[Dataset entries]

Start of Block

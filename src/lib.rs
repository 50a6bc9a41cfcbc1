//! Core library for the `tourist-safety` backend service.
//!
//! Holds the zone registry, alert store, tourist directory, safety-score
//! classifier and the HTTP routes that expose them. The binary in `main.rs`
//! only wires configuration, logging and the listener around [`app`].
//!
//! This crate follows the Explicit Module Boundary Pattern (EMBP): each
//! module exports a narrow surface, re-exported here, and route modules only
//! import from the crate root.

use axum::Router;

pub mod alerts;
pub mod auth;
pub mod config;
pub mod error;
pub mod map;
pub mod models;
pub mod score;
pub mod seed;
pub mod state;
pub mod tourists;
pub mod zones;

mod routes;

pub use alerts::{AlertRecord, AlertStatus, AlertStore, Priority, StatusCounts, StatusFilter};
pub use auth::{login, CredentialVerifier, LoginRequest, StaticCredentialVerifier};
pub use config::Config;
pub use error::{SafetyError, SafetyResult};
pub use map::{MapScene, MapSettings, SceneRequest};
pub use models::{relative_age, GeoPoint, Tone};
pub use score::{classify_score, validate_score, ScoreBadge, ScoreTier, TouristStatus};
pub use state::AppState;
pub use tourists::{
    issue_tourist_id, tier_counts, DigitalTouristId, TierCounts, TouristDirectory, TouristIdRequest,
    TouristRecord,
};
pub use zones::{classify, Classification, Zone, ZoneRegistry, ZoneStyle};

// ---

/// Build the full HTTP application from shared state.
pub fn app(state: AppState) -> Router {
    routes::router(state)
}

End of Block

BRIEF:
An exact copy of all the records is the expected answer.

RESPONSE AREA:
filename src/lib.rs
repository 50a6bc9a41cfcbc1
//! Core library for the `tourist-safety` backend service.
//!
//! Holds the zone registry, alert store, tourist directory, safety-score
//! classifier and the HTTP routes that expose them. The binary in `main.rs`
//! only wires configuration, logging and the listener around [`app`].
//!
//! This crate follows the Explicit Module Boundary Pattern (EMBP): each
//! module exports a narrow surface, re-exported here, and route modules only
//! import from the crate root.

use axum::Router;

pub mod alerts;
pub mod auth;
pub mod config;
pub mod error;
pub mod map;
pub mod models;
pub mod score;
pub mod seed;
pub mod state;
pub mod tourists;
pub mod zones;

mod routes;

pub use alerts::{AlertRecord, AlertStatus, AlertStore, Priority, StatusCounts, StatusFilter};
pub use auth::{login, CredentialVerifier, LoginRequest, StaticCredentialVerifier};
pub use config::Config;
pub use error::{SafetyError, SafetyResult};
pub use map::{MapScene, MapSettings, SceneRequest};
pub use models::{relative_age, GeoPoint, Tone};
pub use score::{classify_score, validate_score, ScoreBadge, ScoreTier, TouristStatus};
pub use state::AppState;
pub use tourists::{
    issue_tourist_id, tier_counts, DigitalTouristId, TierCounts, TouristDirectory, TouristIdRequest,
    TouristRecord,
};
pub use zones::{classify, Classification, Zone, ZoneRegistry, ZoneStyle};

// ---

/// Build the full HTTP application from shared state.
pub fn app(state: AppState) -> Router {
    routes::router(state)
}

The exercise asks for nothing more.